BEGIN Information given

use crate::error::{PipupError, Result};
use serde::Deserialize;
use std::fs;
use std::path::Path;
use std::time::Duration;
use url::Url;

pub const SETTINGS_FILE: &str = ".pipup.yaml";

/// Run configuration, read from `.pipup.yaml` in the project root.
#[derive(Debug, Clone, PartialEq, Eq, Deserialize)]
#[serde(default)]
pub struct Settings {
    /// Requirements files to scan, relative to the project root.
    pub requirements: Vec<String>,
    /// Check names that must conclude successfully before merging.
    pub workflows: Vec<String>,
    /// Package index JSON endpoints; `{name}` is replaced by the package.
    pub mirrors: Vec<String>,
    pub auto_tag: bool,
    pub python_version: bool,
    pub poetry: bool,
    pub check_interval_secs: u64,
    pub check_timeout_secs: Option<u64>,
}

impl Default for Settings {
    fn default() -> Self {
        Self {
            requirements: vec![
                "requirements.txt".to_string(),
                "requirements-dev.txt".to_string(),
                "dev-requirements.txt".to_string(),
                "requirements-prod.txt".to_string(),
                "prod-requirements.txt".to_string(),
            ],
            workflows: vec!["CI".to_string()],
            mirrors: vec!["https://pypi.org/pypi/{name}/json".to_string()],
            auto_tag: false,
            python_version: false,
            poetry: true,
            check_interval_secs: 5,
            check_timeout_secs: None,
        }
    }
}

impl Settings {
    /// Loads `.pipup.yaml` from `project_path`, falling back to defaults
    /// when the file does not exist.
    pub fn load(project_path: &Path) -> Result<Self> {
        let settings_path = project_path.join(SETTINGS_FILE);
        if !settings_path.is_file() {
            tracing::debug!("No {SETTINGS_FILE} found, using defaults");
            return Ok(Self::default());
        }

        tracing::debug!("Loading settings from {}", settings_path.display());
        let content = fs::read_to_string(&settings_path)?;
        Self::from_yaml(&content)
    }

    pub fn from_yaml(content: &str) -> Result<Self> {
        let settings: Settings = if content.trim().is_empty() {
            Settings::default()
        } else {
            serde_yaml::from_str(content)?
        };
        settings.validate()?;
        Ok(settings)
    }

    pub fn check_interval(&self) -> Duration {
        Duration::from_secs(self.check_interval_secs)
    }

    pub fn check_timeout(&self) -> Option<Duration> {
        self.check_timeout_secs.map(Duration::from_secs)
    }

    fn validate(&self) -> Result<()> {
        if self.mirrors.is_empty() {
            return Err(PipupError::Settings(
                "at least one mirror is required".to_string(),
            ));
        }
        for mirror in &self.mirrors {
            Self::validate_mirror(mirror)?;
        }
        if self.check_interval_secs == 0 {
            return Err(PipupError::Settings(
                "check_interval_secs must be positive".to_string(),
            ));
        }
        Ok(())
    }

    fn validate_mirror(template: &str) -> Result<()> {
        if !template.contains("{name}") {
            return Err(PipupError::Settings(format!(
                "mirror '{template}' has no {{name}} placeholder"
            )));
        }

        let parsed = Url::parse(&template.replace("{name}", "package"))
            .map_err(|_| PipupError::Settings(format!("invalid mirror URL: {template}")))?;

        match parsed.scheme() {
            "https" | "http" => Ok(()),
            scheme => Err(PipupError::Settings(format!(
                "unsupported mirror scheme: {scheme}"
            ))),
        }
    }
}

#[cfg(test)]
mod tests {
    use super::*;
    use tempfile::tempdir;

    #[test]
    fn missing_file_gives_defaults() {
        let dir = tempdir().unwrap();
        let settings = Settings::load(dir.path()).unwrap();
        assert_eq!(settings, Settings::default());
        assert_eq!(settings.workflows, vec!["CI"]);
        assert_eq!(settings.check_interval(), Duration::from_secs(5));
        assert_eq!(settings.check_timeout(), None);
    }

    #[test]
    fn partial_file_merges_over_defaults() {
        let settings = Settings::from_yaml(
            "workflows: [lint, test]\nmirrors:\n  - https://mirror.example/pypi/{name}/json\nauto_tag: true\n",
        )
        .unwrap();
        assert_eq!(settings.workflows, vec!["lint", "test"]);
        assert_eq!(settings.mirrors, vec!["https://mirror.example/pypi/{name}/json"]);
        assert!(settings.auto_tag);
        assert_eq!(settings.requirements.len(), 5);
    }

    #[test]
    fn rejects_bad_mirrors() {
        assert!(Settings::from_yaml("mirrors: [https://pypi.org/pypi/json]").is_err());
        assert!(Settings::from_yaml("mirrors: ['ftp://pypi.org/{name}']").is_err());
        assert!(Settings::from_yaml("mirrors: []").is_err());
    }

    #[test]
    fn empty_file_is_default() {
        assert_eq!(Settings::from_yaml("\n").unwrap(), Settings::default());
    }
}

END Information given

About this exercise>
What is needed is an exact transcription of every entry above.

Exercise response>
use crate::error::{PipupError, Result};
use serde::Deserialize;
use std::fs;
use std::path::Path;
use std::time::Duration;
use url::Url;

pub const SETTINGS_FILE: &str = ".pipup.yaml";

/// Run configuration, read from `.pipup.yaml` in the project root.
#[derive(Debug, Clone, PartialEq, Eq, Deserialize)]
#[serde(default)]
pub struct Settings {
    /// Requirements files to scan, relative to the project root.
    pub requirements: Vec<String>,
    /// Check names that must conclude successfully before merging.
    pub workflows: Vec<String>,
    /// Package index JSON endpoints; `{name}` is replaced by the package.
    pub mirrors: Vec<String>,
    pub auto_tag: bool,
    pub python_version: bool,
    pub poetry: bool,
    pub check_interval_secs: u64,
    pub check_timeout_secs: Option<u64>,
}

impl Default for Settings {
    fn default() -> Self {
        Self {
            requirements: vec![
                "requirements.txt".to_string(),
                "requirements-dev.txt".to_string(),
                "dev-requirements.txt".to_string(),
                "requirements-prod.txt".to_string(),
                "prod-requirements.txt".to_string(),
            ],
            workflows: vec!["CI".to_string()],
            mirrors: vec!["https://pypi.org/pypi/{name}/json".to_string()],
            auto_tag: false,
            python_version: false,
            poetry: true,
            check_interval_secs: 5,
            check_timeout_secs: None,
        }
    }
}

impl Settings {
    /// Loads `.pipup.yaml` from `project_path`, falling back to defaults
    /// when the file does not exist.
    pub fn load(project_path: &Path) -> Result<Self> {
        let settings_path = project_path.join(SETTINGS_FILE);
        if !settings_path.is_file() {
            tracing::debug!("No {SETTINGS_FILE} found, using defaults");
            return Ok(Self::default());
        }

        tracing::debug!("Loading settings from {}", settings_path.display());
        let content = fs::read_to_string(&settings_path)?;
        Self::from_yaml(&content)
    }

    pub fn from_yaml(content: &str) -> Result<Self> {
        let settings: Settings = if content.trim().is_empty() {
            Settings::default()
        } else {
            serde_yaml::from_str(content)?
        };
        settings.validate()?;
        Ok(settings)
    }

    pub fn check_interval(&self) -> Duration {
        Duration::from_secs(self.check_interval_secs)
    }

    pub fn check_timeout(&self) -> Option<Duration> {
        self.check_timeout_secs.map(Duration::from_secs)
    }

    fn validate(&self) -> Result<()> {
        if self.mirrors.is_empty() {
            return Err(PipupError::Settings(
                "at least one mirror is required".to_string(),
            ));
        }
        for mirror in &self.mirrors {
            Self::validate_mirror(mirror)?;
        }
        if self.check_interval_secs == 0 {
            return Err(PipupError::Settings(
                "check_interval_secs must be positive".to_string(),
            ));
        }
        Ok(())
    }

    fn validate_mirror(template: &str) -> Result<()> {
        if !template.contains("{name}") {
            return Err(PipupError::Settings(format!(
                "mirror '{template}' has no {{name}} placeholder"
            )));
        }

        let parsed = Url::parse(&template.replace("{name}", "package"))
            .map_err(|_| PipupError::Settings(format!("invalid mirror URL: {template}")))?;

        match parsed.scheme() {
            "https" | "http" => Ok(()),
            scheme => Err(PipupError::Settings(format!(
                "unsupported mirror scheme: {scheme}"
            ))),
        }
    }
}

#[cfg(test)]
mod tests {
    use super::*;
    use tempfile::tempdir;

    #[test]
    fn missing_file_gives_defaults() {
        let dir = tempdir().unwrap();
        let settings = Settings::load(dir.path()).unwrap();
        assert_eq!(settings, Settings::default());
        assert_eq!(settings.workflows, vec!["CI"]);
        assert_eq!(settings.check_interval(), Duration::from_secs(5));
        assert_eq!(settings.check_timeout(), None);
    }

    #[test]
    fn partial_file_merges_over_defaults() {
        let settings = Settings::from_yaml(
            "workflows: [lint, test]\nmirrors:\n  - https://mirror.example/pypi/{name}/json\nauto_tag: true\n",
        )
        .unwrap();
        assert_eq!(settings.workflows, vec!["lint", "test"]);
        assert_eq!(settings.mirrors, vec!["https://mirror.example/pypi/{name}/json"]);
        assert!(settings.auto_tag);
        assert_eq!(settings.requirements.len(), 5);
    }

    #[test]
    fn rejects_bad_mirrors() {
        assert!(Settings::from_yaml("mirrors: [https://pypi.org/pypi/json]").is_err());
        assert!(Settings::from_yaml("mirrors: ['ftp://pypi.org/{name}']").is_err());
        assert!(Settings::from_yaml("mirrors: []").is_err());
    }

    #[test]
    fn empty_file_is_default() {
        assert_eq!(Settings::from_yaml("\n").unwrap(), Settings::default());
    }
}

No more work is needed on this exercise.